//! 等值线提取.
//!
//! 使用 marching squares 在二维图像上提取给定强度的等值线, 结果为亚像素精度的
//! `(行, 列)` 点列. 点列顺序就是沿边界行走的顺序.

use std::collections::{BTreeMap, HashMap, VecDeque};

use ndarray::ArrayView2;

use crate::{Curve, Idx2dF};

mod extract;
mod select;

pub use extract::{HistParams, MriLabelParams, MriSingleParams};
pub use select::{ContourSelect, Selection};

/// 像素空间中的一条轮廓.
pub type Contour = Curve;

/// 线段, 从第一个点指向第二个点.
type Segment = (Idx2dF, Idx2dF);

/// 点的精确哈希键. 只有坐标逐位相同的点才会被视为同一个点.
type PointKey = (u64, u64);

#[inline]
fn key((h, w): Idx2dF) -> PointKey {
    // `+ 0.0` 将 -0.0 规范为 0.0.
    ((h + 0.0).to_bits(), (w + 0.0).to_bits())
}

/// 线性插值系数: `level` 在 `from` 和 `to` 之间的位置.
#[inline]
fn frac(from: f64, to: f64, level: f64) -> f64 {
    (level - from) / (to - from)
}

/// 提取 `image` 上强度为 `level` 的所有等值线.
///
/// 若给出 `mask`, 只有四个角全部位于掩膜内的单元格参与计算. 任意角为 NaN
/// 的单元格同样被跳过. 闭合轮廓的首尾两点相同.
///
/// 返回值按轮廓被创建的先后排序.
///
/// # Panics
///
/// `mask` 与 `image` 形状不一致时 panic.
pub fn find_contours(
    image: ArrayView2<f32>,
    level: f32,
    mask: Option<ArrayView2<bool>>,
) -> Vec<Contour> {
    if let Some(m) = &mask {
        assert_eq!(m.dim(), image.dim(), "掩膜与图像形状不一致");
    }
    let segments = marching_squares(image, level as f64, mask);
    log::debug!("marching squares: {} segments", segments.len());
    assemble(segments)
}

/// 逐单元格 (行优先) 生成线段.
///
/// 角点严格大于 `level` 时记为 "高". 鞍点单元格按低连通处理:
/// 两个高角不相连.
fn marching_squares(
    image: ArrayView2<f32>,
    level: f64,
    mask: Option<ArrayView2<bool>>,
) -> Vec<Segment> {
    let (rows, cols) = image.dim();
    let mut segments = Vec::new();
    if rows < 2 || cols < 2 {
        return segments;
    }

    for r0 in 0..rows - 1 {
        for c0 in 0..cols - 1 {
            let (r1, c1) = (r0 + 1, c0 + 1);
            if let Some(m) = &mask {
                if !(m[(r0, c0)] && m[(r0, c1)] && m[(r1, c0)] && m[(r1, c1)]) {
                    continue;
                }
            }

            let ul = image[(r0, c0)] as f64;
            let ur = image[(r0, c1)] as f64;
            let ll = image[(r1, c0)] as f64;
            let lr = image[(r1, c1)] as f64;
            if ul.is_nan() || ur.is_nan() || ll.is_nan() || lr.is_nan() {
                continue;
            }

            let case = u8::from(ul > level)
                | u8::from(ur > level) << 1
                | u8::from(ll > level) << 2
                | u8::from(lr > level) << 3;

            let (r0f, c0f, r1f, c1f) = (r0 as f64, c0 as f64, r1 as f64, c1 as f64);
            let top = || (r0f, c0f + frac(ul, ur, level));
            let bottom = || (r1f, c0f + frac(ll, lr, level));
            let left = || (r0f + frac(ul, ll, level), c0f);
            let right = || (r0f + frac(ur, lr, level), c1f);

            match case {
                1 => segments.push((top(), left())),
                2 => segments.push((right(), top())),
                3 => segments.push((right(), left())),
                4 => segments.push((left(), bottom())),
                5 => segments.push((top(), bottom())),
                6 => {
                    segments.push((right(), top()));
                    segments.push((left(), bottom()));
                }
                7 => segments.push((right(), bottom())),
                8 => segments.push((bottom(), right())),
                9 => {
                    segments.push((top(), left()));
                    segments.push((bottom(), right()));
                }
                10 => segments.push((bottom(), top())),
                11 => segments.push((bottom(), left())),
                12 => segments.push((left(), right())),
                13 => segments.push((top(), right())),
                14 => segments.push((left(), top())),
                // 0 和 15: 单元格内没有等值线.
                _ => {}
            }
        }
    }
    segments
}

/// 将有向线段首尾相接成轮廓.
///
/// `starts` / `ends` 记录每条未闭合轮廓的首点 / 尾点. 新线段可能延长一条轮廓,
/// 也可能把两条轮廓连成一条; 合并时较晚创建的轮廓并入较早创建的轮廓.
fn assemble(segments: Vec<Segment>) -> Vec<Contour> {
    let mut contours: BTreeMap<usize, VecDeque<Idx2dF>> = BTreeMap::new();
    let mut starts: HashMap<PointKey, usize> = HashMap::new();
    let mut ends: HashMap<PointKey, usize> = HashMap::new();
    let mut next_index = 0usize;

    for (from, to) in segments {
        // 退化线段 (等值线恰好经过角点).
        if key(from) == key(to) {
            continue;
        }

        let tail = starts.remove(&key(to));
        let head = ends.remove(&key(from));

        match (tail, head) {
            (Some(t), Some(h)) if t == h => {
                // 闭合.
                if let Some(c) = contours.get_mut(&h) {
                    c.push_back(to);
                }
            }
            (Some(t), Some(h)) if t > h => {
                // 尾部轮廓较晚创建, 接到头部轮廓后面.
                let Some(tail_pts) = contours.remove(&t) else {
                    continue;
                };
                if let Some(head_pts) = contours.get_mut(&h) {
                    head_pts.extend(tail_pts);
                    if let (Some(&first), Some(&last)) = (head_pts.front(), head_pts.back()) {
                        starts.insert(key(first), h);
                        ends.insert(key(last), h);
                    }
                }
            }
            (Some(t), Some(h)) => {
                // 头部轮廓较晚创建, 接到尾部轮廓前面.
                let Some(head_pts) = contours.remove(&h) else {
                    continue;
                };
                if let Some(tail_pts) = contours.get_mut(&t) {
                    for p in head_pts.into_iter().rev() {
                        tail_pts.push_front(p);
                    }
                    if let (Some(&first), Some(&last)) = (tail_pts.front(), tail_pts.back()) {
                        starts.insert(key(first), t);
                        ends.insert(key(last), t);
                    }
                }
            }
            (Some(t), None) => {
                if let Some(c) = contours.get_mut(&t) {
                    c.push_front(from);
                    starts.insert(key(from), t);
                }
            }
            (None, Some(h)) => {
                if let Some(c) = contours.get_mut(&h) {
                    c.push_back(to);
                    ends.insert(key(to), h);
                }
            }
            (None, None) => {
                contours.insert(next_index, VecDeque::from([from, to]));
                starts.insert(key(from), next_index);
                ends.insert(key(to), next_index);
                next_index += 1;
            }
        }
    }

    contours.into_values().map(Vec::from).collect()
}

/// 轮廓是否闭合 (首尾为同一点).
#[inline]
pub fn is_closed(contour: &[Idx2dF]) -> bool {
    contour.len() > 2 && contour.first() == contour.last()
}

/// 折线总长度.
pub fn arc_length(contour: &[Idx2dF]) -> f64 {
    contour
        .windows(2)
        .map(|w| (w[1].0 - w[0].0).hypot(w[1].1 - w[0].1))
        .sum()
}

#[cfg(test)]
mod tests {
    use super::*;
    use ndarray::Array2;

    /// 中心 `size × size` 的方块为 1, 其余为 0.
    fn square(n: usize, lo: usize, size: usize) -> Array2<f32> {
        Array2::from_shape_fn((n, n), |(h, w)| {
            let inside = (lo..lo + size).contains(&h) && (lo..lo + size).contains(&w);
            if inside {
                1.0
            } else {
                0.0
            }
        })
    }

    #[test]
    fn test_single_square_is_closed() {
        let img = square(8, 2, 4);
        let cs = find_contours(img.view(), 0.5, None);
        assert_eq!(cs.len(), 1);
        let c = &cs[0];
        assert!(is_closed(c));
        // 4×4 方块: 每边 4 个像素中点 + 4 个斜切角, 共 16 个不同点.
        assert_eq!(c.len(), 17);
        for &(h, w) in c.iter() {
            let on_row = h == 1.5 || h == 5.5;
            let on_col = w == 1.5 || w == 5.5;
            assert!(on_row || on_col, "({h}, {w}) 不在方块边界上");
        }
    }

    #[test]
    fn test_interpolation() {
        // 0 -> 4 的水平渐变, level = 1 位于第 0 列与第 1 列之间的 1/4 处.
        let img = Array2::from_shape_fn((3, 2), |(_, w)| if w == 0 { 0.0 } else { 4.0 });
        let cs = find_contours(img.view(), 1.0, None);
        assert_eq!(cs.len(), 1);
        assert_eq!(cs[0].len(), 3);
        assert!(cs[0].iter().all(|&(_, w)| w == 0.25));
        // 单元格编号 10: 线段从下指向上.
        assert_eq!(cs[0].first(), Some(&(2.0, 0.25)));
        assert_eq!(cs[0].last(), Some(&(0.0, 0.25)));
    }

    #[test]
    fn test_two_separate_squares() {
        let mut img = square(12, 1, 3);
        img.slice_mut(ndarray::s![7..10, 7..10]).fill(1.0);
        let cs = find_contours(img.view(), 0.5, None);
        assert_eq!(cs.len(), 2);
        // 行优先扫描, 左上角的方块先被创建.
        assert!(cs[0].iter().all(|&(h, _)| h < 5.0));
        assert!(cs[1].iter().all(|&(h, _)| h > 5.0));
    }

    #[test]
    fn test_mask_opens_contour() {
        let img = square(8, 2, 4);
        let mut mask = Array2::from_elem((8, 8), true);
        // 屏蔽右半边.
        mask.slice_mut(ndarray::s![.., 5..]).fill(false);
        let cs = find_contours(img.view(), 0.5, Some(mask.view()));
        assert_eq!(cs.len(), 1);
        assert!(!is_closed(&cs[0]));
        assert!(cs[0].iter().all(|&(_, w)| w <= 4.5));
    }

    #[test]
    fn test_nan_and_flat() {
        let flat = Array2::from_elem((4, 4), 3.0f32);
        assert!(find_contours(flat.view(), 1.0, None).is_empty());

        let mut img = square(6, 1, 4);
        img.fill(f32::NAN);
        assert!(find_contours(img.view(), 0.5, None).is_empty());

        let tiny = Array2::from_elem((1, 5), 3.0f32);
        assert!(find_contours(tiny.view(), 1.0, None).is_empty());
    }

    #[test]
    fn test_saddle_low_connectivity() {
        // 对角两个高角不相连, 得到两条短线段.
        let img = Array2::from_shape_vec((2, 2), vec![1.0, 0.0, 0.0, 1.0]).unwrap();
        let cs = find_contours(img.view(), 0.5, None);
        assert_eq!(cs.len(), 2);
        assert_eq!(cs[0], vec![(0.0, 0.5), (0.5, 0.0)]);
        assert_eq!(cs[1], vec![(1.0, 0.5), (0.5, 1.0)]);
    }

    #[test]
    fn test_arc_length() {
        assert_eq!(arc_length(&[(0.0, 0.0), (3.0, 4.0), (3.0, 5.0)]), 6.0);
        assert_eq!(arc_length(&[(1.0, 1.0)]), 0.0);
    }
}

----------

*EXERCISE PROMPT:*
Search each line of the entries for the string "tiny", then say how many lines have it. Reply with the number only.

*EXERCISE SOLUTION:*
2